At a personal level, he is a communist. And yet he is very comfortable cutting lucrative deals with major industry to secure a personal capital legacy.
His closest followers are progressives, internationalists and communists.
To understand this, understand Cicero's idea of a commonwealth - a political community with a common understanding of interests and identity, law and justice.
South Africa is not a commonwealth. It is a province within a global empire, and has no ethnic identity.
As an urbanised Venda, CR is without a natural ethnic base to draw from. Consequently he has to cut dozens of ever-changing deals with various factions of the political and economic elite.
So unlike Zuma or the Xhosa elite, his strategies are necessarily more multi-faceted.
He partners with think-tanks to consolidate patronage ties between intellectuals.
He brokers deals between big business, unions and trad leadership through party-centric BEE mechanisms for resource extraction. This shuts out popular voices, and led to Marikana.
CR is showing every side of SA a different face.
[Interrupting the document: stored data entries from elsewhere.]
use crate::error::EngineError;

use super::source::{MonotonicTime, TimeSource};

/// Slack applied when converting debt into whole steps.
///
/// `1000 / rate` is rarely exact in binary floating point; without the slack an
/// advance of exactly `k` frame durations can floor to `k - 1`. The flip side:
/// debt within the slack of a whole frame is rounded up to a full step, and the
/// remaining debt clamps to 0 rather than going negative.
const STEP_EPSILON_MS: f64 = 1e-6;

/// Window over which the throughput estimate is refreshed.
const FPS_WINDOW_MS: f64 = 1000.0;

/// Fixed-step accumulator.
///
/// `FrameClock` converts wall-clock samples into a whole number of fixed
/// simulation steps plus a fractional interpolation factor. The simulation
/// always advances by [`fixed_delta_seconds`](Self::fixed_delta_seconds), while
/// rendering blends between steps using [`interpolation`](Self::interpolation).
///
/// Invariant: `0 <= debt_ms() < target_frame_ms()` after every `update`.
///
/// The clock does not cap the number of steps it reports; bounding catch-up
/// work is the scheduler's job.
#[derive(Debug, Clone)]
pub struct FrameClock<T: TimeSource = MonotonicTime> {
    source: T,

    target_frame_ms: f64,
    fixed_delta_seconds: f64,

    debt_ms: f64,
    start_ms: f64,
    last_sample_ms: f64,
    delta_seconds: f64,
    started: bool,

    rolling_step_count: u64,
    last_fps_sample_ms: f64,
    measured_fps: f64,
}

impl FrameClock<MonotonicTime> {
    /// Creates a wall-clock driven clock for `target_fps` fixed steps per second.
    pub fn new(target_fps: u32) -> Result<Self, EngineError> {
        Self::with_source(target_fps, MonotonicTime::new())
    }
}

impl<T: TimeSource> FrameClock<T> {
    /// Creates a clock sampling `source`.
    ///
    /// Fails when `target_fps` is zero.
    pub fn with_source(target_fps: u32, source: T) -> Result<Self, EngineError> {
        if target_fps == 0 {
            return Err(EngineError::config("target fps must be greater than 0"));
        }

        let target_frame_ms = 1000.0 / f64::from(target_fps);

        Ok(Self {
            source,
            target_frame_ms,
            fixed_delta_seconds: target_frame_ms / 1000.0,
            debt_ms: 0.0,
            start_ms: 0.0,
            last_sample_ms: 0.0,
            delta_seconds: 0.0,
            started: false,
            rolling_step_count: 0,
            last_fps_sample_ms: 0.0,
            measured_fps: 0.0,
        })
    }

    /// Establishes the time baseline. Only the first call has an effect.
    pub fn start(&mut self) {
        if self.started {
            return;
        }

        let now = self.source.now_ms();

        self.started = true;
        self.start_ms = now;
        self.last_sample_ms = now;
        self.last_fps_sample_ms = now;
        self.debt_ms = 0.0;
        self.delta_seconds = 0.0;
        self.rolling_step_count = 0;
        self.measured_fps = 0.0;
    }

    /// Re-baselines the last sample to now, keeping the current debt.
    ///
    /// Call after the host resumes from suspension so the gap is not billed
    /// as simulation time.
    pub fn reset(&mut self) {
        if !self.started {
            self.start();
            return;
        }
        self.last_sample_ms = self.source.now_ms();
        self.delta_seconds = 0.0;
    }

    /// Samples the time source and returns the number of fixed steps owed.
    ///
    /// Returns 0 for frames shorter than the target duration.
    pub fn update(&mut self) -> u32 {
        if !self.started {
            self.start();
        }

        let now = self.source.now_ms();
        let dt = (now - self.last_sample_ms).max(0.0);

        self.last_sample_ms = now;
        self.delta_seconds = dt / 1000.0;
        self.debt_ms += dt;

        let steps = ((self.debt_ms + STEP_EPSILON_MS) / self.target_frame_ms).floor();
        if steps > 0.0 {
            self.debt_ms = (self.debt_ms - steps * self.target_frame_ms).max(0.0);
        }
        let steps = steps as u32;

        self.rolling_step_count += u64::from(steps);

        let window = now - self.last_fps_sample_ms;
        if window >= FPS_WINDOW_MS {
            self.measured_fps = self.rolling_step_count as f64 / (window / 1000.0);
            self.rolling_step_count = 0;
            self.last_fps_sample_ms = now;
        }

        steps
    }

    /// Progress toward the next fixed step, in `[0, 1]`.
    ///
    /// Does not mutate the clock; includes time elapsed since the last
    /// `update` so the render phase can extrapolate smoothly.
    pub fn interpolation(&self) -> f64 {
        if !self.started {
            return 0.0;
        }

        let since_update = (self.source.now_ms() - self.last_sample_ms).max(0.0);
        ((self.debt_ms + since_update) / self.target_frame_ms).clamp(0.0, 1.0)
    }

    /// Real time elapsed between the two most recent updates, in seconds.
    pub fn delta_seconds(&self) -> f64 {
        self.delta_seconds
    }

    /// Constant simulation step, in seconds.
    pub fn fixed_delta_seconds(&self) -> f64 {
        self.fixed_delta_seconds
    }

    /// Fixed steps produced per second over the last full measurement window.
    pub fn fps(&self) -> f64 {
        self.measured_fps
    }

    pub fn target_frame_ms(&self) -> f64 {
        self.target_frame_ms
    }

    /// Real time not yet converted into fixed steps.
    pub fn debt_ms(&self) -> f64 {
        self.debt_ms
    }

    /// Time since `start`, as of the most recent update.
    pub fn elapsed_seconds(&self) -> f64 {
        if !self.started {
            return 0.0;
        }
        (self.last_sample_ms - self.start_ms) / 1000.0
    }

    pub fn is_started(&self) -> bool {
        self.started
    }
}

#[cfg(test)]
mod tests {
    use super::*;
    use crate::time::ManualTime;

    fn clock(fps: u32) -> (FrameClock<ManualTime>, ManualTime) {
        let time = ManualTime::new();
        let clock = FrameClock::with_source(fps, time.clone()).unwrap();
        (clock, time)
    }

    // ── construction ──────────────────────────────────────────────────────

    #[test]
    fn zero_rate_is_rejected() {
        let err = FrameClock::with_source(0, ManualTime::new()).unwrap_err();
        assert!(matches!(err, EngineError::Configuration(_)));
    }

    #[test]
    fn fixed_delta_is_reciprocal_of_rate() {
        for fps in [1, 24, 30, 60, 144, 240] {
            let (mut c, t) = clock(fps);
            let expected = 1.0 / f64::from(fps);
            assert!((c.fixed_delta_seconds() - expected).abs() < 1e-12);

            t.advance(123.4);
            c.update();
            t.advance(1000.0);
            c.update();
            assert!((c.fixed_delta_seconds() - expected).abs() < 1e-12);
        }
    }

    // ── start ─────────────────────────────────────────────────────────────

    #[test]
    fn start_is_idempotent() {
        let (mut c, t) = clock(60);
        t.set(100.0);
        c.start();
        t.set(500.0);
        c.start();
        // Baseline stayed at 100.0, so 400ms are owed.
        assert_eq!(c.update(), 24);
    }

    #[test]
    fn first_update_starts_with_zero_delta() {
        let (mut c, t) = clock(60);
        t.set(1000.0);
        assert_eq!(c.update(), 0);
        assert!(c.is_started());
        assert_eq!(c.delta_seconds(), 0.0);
        assert_eq!(c.debt_ms(), 0.0);
    }

    // ── update ────────────────────────────────────────────────────────────

    #[test]
    fn debt_within_slack_of_a_frame_rounds_up() {
        let (mut c, t) = clock(30);
        c.start();
        t.advance(c.target_frame_ms() - STEP_EPSILON_MS / 2.0);
        assert_eq!(c.update(), 1);
        assert_eq!(c.debt_ms(), 0.0);

        // Clearly short of a frame still owes nothing.
        t.advance(c.target_frame_ms() - 0.01);
        assert_eq!(c.update(), 0);
    }

    #[test]
    fn short_frames_yield_no_steps() {
        let (mut c, t) = clock(30);
        c.start();
        t.advance(10.0);
        assert_eq!(c.update(), 0);
        assert!((c.debt_ms() - 10.0).abs() < 1e-9);
        assert!((c.delta_seconds() - 0.010).abs() < 1e-12);
    }

    #[test]
    fn hundred_ms_at_thirty_fps_is_three_steps() {
        let (mut c, t) = clock(30);
        c.start();
        t.advance(100.0);
        assert_eq!(c.update(), 3);
        assert!((c.fixed_delta_seconds() - 0.0333).abs() < 1e-3);
        assert!(c.debt_ms() < 0.5);
    }

    #[test]
    fn whole_multiples_leave_debt_unchanged() {
        let (mut c, t) = clock(60);
        c.start();
        t.advance(7.0);
        c.update();
        let debt = c.debt_ms();

        for k in 0..6u32 {
            t.advance(f64::from(k) * c.target_frame_ms());
            assert_eq!(c.update(), k);
            assert!((c.debt_ms() - debt).abs() < 1e-6);
        }
    }

    #[test]
    fn debt_stays_within_one_frame() {
        let (mut c, t) = clock(60);
        c.start();
        let samples = [0.0, 1.0, 16.0, 17.0, 33.3, 0.5, 250.0, 16.666, 1.0e4, 3.0];
        for dt in samples {
            t.advance(dt);
            c.update();
            assert!(c.debt_ms() >= 0.0);
            assert!(c.debt_ms() < c.target_frame_ms());
        }
    }

    #[test]
    fn backwards_time_counts_as_zero() {
        let (mut c, t) = clock(60);
        t.set(50.0);
        c.start();
        t.set(10.0);
        assert_eq!(c.update(), 0);
        assert_eq!(c.delta_seconds(), 0.0);
    }

    #[test]
    fn reset_forgives_the_gap() {
        let (mut c, t) = clock(60);
        c.start();
        t.advance(8.0);
        c.update();
        t.advance(5000.0);
        c.reset();
        assert_eq!(c.update(), 0);
        assert!((c.debt_ms() - 8.0).abs() < 1e-9);
    }

    // ── interpolation ─────────────────────────────────────────────────────

    #[test]
    fn interpolation_is_zero_before_start() {
        let (c, t) = clock(60);
        t.advance(100.0);
        assert_eq!(c.interpolation(), 0.0);
    }

    #[test]
    fn interpolation_grows_between_updates_and_drops_after_a_step() {
        let (mut c, t) = clock(20); // 50ms frames
        c.start();

        let mut last = c.interpolation();
        for _ in 0..4 {
            t.advance(10.0);
            let a = c.interpolation();
            assert!(a >= last);
            last = a;
        }
        assert!((last - 0.8).abs() < 1e-9);

        t.advance(15.0);
        assert_eq!(c.interpolation(), 1.0);

        assert_eq!(c.update(), 1);
        assert!(c.interpolation() < last);
        assert!((c.interpolation() - 0.1).abs() < 1e-6);
    }

    #[test]
    fn interpolation_does_not_mutate() {
        let (mut c, t) = clock(60);
        c.start();
        t.advance(5.0);
        let _ = c.interpolation();
        let _ = c.interpolation();
        assert_eq!(c.debt_ms(), 0.0);
        c.update();
        assert!((c.debt_ms() - 5.0).abs() < 1e-9);
    }

    // ── fps ───────────────────────────────────────────────────────────────

    #[test]
    fn fps_refreshes_once_per_second() {
        let (mut c, t) = clock(50); // 20ms frames
        c.start();

        for _ in 0..49 {
            t.advance(20.0);
            c.update();
        }
        assert_eq!(c.fps(), 0.0);

        t.advance(20.0);
        c.update();
        assert!((c.fps() - 50.0).abs() < 1e-6);
        assert!((c.elapsed_seconds() - 1.0).abs() < 1e-9);
    }
}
Anti-white racism and EWC for the black national-socialists, prosecution of his political enemies in RET faction for the anti-corruption appetite. Feet-dragging and tenders to placate "WMC". Unlimited looting for supporters.
Everybody knows the party is over. As @poplak noted in his book on the 2014 election campaign, people already knew the party was drawing to an end then. The money tree is bare.
Now nobody believes in the future, and only CR's ambiguity allows people to hold together.
CR is the only politician capable of uniting SA, but his capacity is drawing to an end. Consequently he must seek a coalition for 2024.
A DA/CR-faction alliance will produce a Russian/Iraqi style shock doctrine looting spree as the state is liquidated to pay for state debt.
But an ANC-EFF coalition is just as likely, and it comes with the total collapse of the country and potentially the secession of the Cape as ethnic violence and enclave militarisation proliferates.
Either way, we are going down.
We could blame "corruption", but the reality is that maintaining a state that has no natural commonwealth of society requires either factional corruption, or repression by a dominant ethnicity. Or both.
And So South Africa was cursed from the beginning.
And so now the final logic of Jan Smuts's philosophy will be judged once and for all. Our leaders have imbibed the ideals of the Western Enlightenment, and use them to control a population of traditionalists and conservatives in the name of holistic global unity.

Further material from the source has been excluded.